Getting vaccinated in Canada isn’t complicated. All you have to do is find an old raccoon, correctly answer their riddles, accept a quest to go on a hike through the Northwest Territories to locate an ancient bottle of maple syrup where you will be greeted by an old witch who-
Why is it when the sun blacks out on a Monday afternoon it’s an “amazing natural phenomenon” but when I do it’s a “problem”
It’s amazing to me that blink-182 missed a big opportunity to market their own moisturizing eye drops.
Don’t go around saying you hate all people. Attractive people who have a lot of money are really lovable.
Me: Hello darkness my old friend
Darkness: please stop calling me that. My name is Susan
Female lamb: I feel so much pressure to conform more.
Therapist: Hey, ewe do ewe.
Lamb: THAT’S your advice?
Therapist: I woold take it if I were ewe.
Lamb: SERIOUSLY?!
Therapist: (grins sheepishly)
Lamb:
Therapist:
Lamb:
Therapist: Why are ewe maaaaaaad at me?
I love kids…But stop making me hold your baby. Why are you letting people touch your new born?!?
I don’t let people touch my new iPhone
Welcome to your 40s. Time moves much faster now. Welcome to your 50s
Dinner is a great time for my family to come together to tell each other exactly what is wrong with the meal I made.
I’ve started dressing up as the Grim Reaper when I’m at home because in the marriage guidance counselling I asked my wife how I could change and she said ‘Doom aura round the house’.
I think she said something about listening too.
Bursting from my chair, I pound a fist on the boardroom table. Everyone’s gasps turn to cheers as I lift my hand to reveal the dead mosquito
CO-WORKER: Ten minutes until quitting time!
ME: Wow, you’re resigning too?
“ARE YOU NOT ENTERTAINED?!!”
I scream to my dogs as they all watch me trip, run into the coffee table and spill my coffee all over myself.
Commercial for elbows:
A frustrated man steers his car with totally straight arms. “Why did I go with the cheap arms?!”
Narrator: “Elbows”
RRH: Grandma, what big eyes you have. And what big ears you have. And what big TEETH you have!
Grandma: You’re my least favorite grandchild
There are 7 trillion nerves in the human body and some people manage to get on every one.
[pours a bag of sugar over a tire fire]
hmmm
[tastes remnants]
i think i’ll call it… Twizzlers
Everyone you meet is fighting a battle you know nothing about.

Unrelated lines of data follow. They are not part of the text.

#[cfg(test)]
mod tests {
    use super::*;

    fn is_mutating_class(sql: &str) -> bool {
        matches!(classify(sql), Classification::Mutating { .. })
    }

    fn is_malformed(sql: &str) -> bool {
        matches!(classify(sql), Classification::Malformed { .. })
    }

    #[test]
    fn test_plain_select_is_read_only() {
        assert_eq!(
            classify("SELECT nct_id FROM ctgov.studies LIMIT 1"),
            Classification::ReadOnly
        );
        assert_eq!(classify("select 1"), Classification::ReadOnly);
        assert_eq!(classify("SELECT 1;"), Classification::ReadOnly);
        assert_eq!(classify("(SELECT 1) UNION (SELECT 2)"), Classification::ReadOnly);
    }

    #[test]
    fn test_leading_whitespace_and_comments_skipped() {
        assert_eq!(classify("   \n\tSELECT 1"), Classification::ReadOnly);
        assert_eq!(classify("-- top count\nSELECT 1"), Classification::ReadOnly);
        assert_eq!(classify("/* a /* nested */ note */ SELECT 1"), Classification::ReadOnly);
        assert!(is_mutating_class("-- harmless\n  drop table ctgov.studies"));
        assert!(is_mutating_class("/* SELECT */ DELETE FROM ctgov.studies"));
    }

    #[test]
    fn test_mutating_keywords_rejected() {
        for sql in [
            "DROP TABLE ctgov.studies",
            "insert into ctgov.studies values (1)",
            "UPDATE ctgov.studies SET phase = 'x'",
            "DELETE FROM ctgov.studies",
            "ALTER TABLE ctgov.studies ADD COLUMN x int",
            "CREATE TABLE t (x int)",
            "TRUNCATE ctgov.studies",
            "GRANT SELECT ON ctgov.studies TO public",
            "REVOKE SELECT ON ctgov.studies FROM public",
            "COPY ctgov.studies TO '/tmp/out'",
        ] {
            assert!(is_mutating_class(sql), "expected mutating: {}", sql);
        }
    }

    #[test]
    fn test_mutating_reports_keyword() {
        assert_eq!(
            classify("drop table ctgov.studies"),
            Classification::Mutating {
                keyword: "DROP".to_string()
            }
        );
    }

    #[test]
    fn test_with_select_is_read_only() {
        let sql = "WITH recent AS (SELECT nct_id FROM ctgov.studies WHERE start_date > '2020-01-01') \
                   SELECT count(*) FROM recent";
        assert_eq!(classify(sql), Classification::ReadOnly);

        let recursive = "WITH RECURSIVE t(n) AS (SELECT 1 UNION ALL SELECT n + 1 FROM t WHERE n < 5) \
                         SELECT n FROM t";
        assert_eq!(classify(recursive), Classification::ReadOnly);
    }

    #[test]
    fn test_with_unreserved_keyword_names_are_read_only() {
        for sql in [
            "WITH comment AS (SELECT 1 AS x) SELECT x FROM comment",
            "WITH t(copy) AS (SELECT 1) SELECT copy FROM t",
            "WITH lock AS NOT MATERIALIZED (SELECT 1), call(refresh) AS (SELECT 2) \
             SELECT * FROM lock, call",
            "WITH \"merge\" AS (SELECT 1) (SELECT * FROM \"merge\")",
        ] {
            assert_eq!(classify(sql), Classification::ReadOnly, "{}", sql);
        }
    }

    #[test]
    fn test_with_search_clause_is_read_only() {
        let sql = "WITH RECURSIVE t(n) AS (SELECT 1 UNION ALL SELECT n + 1 FROM t WHERE n < 5) \
                   SEARCH DEPTH FIRST BY n SET ordercol SELECT n FROM t ORDER BY ordercol";
        assert_eq!(classify(sql), Classification::ReadOnly);
    }

    #[test]
    fn test_with_missing_as_is_malformed() {
        assert!(is_malformed("WITH t SELECT 1"));
        assert!(is_malformed("WITH t AS SELECT 1"));
        assert!(is_malformed("WITH t AS (SELECT 1 SELECT 2"));
    }

    #[test]
    fn test_with_mutating_main_statement() {
        assert!(is_mutating_class(
            "WITH old AS (SELECT nct_id FROM ctgov.studies) DELETE FROM ctgov.studies WHERE nct_id IN (SELECT nct_id FROM old)"
        ));
    }

    #[test]
    fn test_data_modifying_cte_rejected() {
        assert!(is_mutating_class(
            "WITH gone AS (DELETE FROM ctgov.studies RETURNING *) SELECT count(*) FROM gone"
        ));
        assert!(is_mutating_class(
            "WITH a AS MATERIALIZED (SELECT 1), b AS (UPDATE ctgov.studies SET phase = NULL RETURNING 1) SELECT * FROM a"
        ));
    }

    #[test]
    fn test_select_into_rejected() {
        assert!(is_mutating_class("SELECT * INTO scratch FROM ctgov.studies"));
    }

    #[test]
    fn test_multiple_statements_rejected() {
        assert!(is_malformed("SELECT 1; DROP TABLE ctgov.studies"));
        assert!(is_malformed("SELECT 1; SELECT 2"));
    }

    #[test]
    fn test_semicolons_inside_literals_ignored() {
        assert_eq!(
            classify("SELECT 'a;b' AS x, \"weird;col\" FROM t -- trailing; comment"),
            Classification::ReadOnly
        );
        assert_eq!(classify("SELECT $$; DROP TABLE t$$"), Classification::ReadOnly);
        assert_eq!(classify("SELECT $body$;$body$"), Classification::ReadOnly);
        assert_eq!(classify("SELECT E'it\\'s; fine'"), Classification::ReadOnly);
        assert_eq!(classify("SELECT 'it''s; fine'"), Classification::ReadOnly);
    }

    #[test]
    fn test_trailing_comment_after_semicolon_allowed() {
        assert_eq!(classify("SELECT 1; -- done"), Classification::ReadOnly);
        assert_eq!(classify("SELECT 1;;  "), Classification::ReadOnly);
    }

    #[test]
    fn test_empty_and_comment_only_input_malformed() {
        assert!(is_malformed(""));
        assert!(is_malformed("   \n\t "));
        assert!(is_malformed("-- nothing here"));
        assert!(is_malformed(";"));
    }

    #[test]
    fn test_unterminated_input_malformed() {
        assert!(is_malformed("SELECT 'open"));
        assert!(is_malformed("SELECT 1 /* open"));
        assert!(is_malformed("SELECT \"open"));
        assert!(is_malformed("SELECT $x$ open"));
    }

    #[test]
    fn test_other_statements_malformed() {
        assert!(is_malformed("EXPLAIN ANALYZE SELECT 1"));
        assert!(is_malformed("SHOW search_path"));
        assert!(is_malformed("BEGIN"));
        assert!(is_malformed("VALUES (1)"));
        assert!(is_malformed("WITH t AS (SELECT 1)"));
    }

    #[test]
    fn test_positional_params_are_not_dollar_quotes() {
        assert_eq!(classify("SELECT $1"), Classification::ReadOnly);
    }

    #[test]
    fn test_keyword_in_identifier_not_matched() {
        assert_eq!(
            classify("SELECT updated_at, deleted FROM ctgov.studies"),
            Classification::ReadOnly
        );
    }
}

Except for that guy in the park who thinks he’s Napoleon. He’s fighting the Battle of Trafalgar. But mostly you don’t know.
That burrito didn’t agree with me.
And then I was like “Why am I arguing with a burrito?!”
Dog: *sneezes*
Me: “God bless you.”
Dog: “I thought you were an atheist.”
Me: “Since when can you talk?”
Dog: …
Me: …
Dog: “Thank you.”
Me: “That’s better.”
I like it when it’s raining, because I can hold my umbrella really low and it makes everyone headless.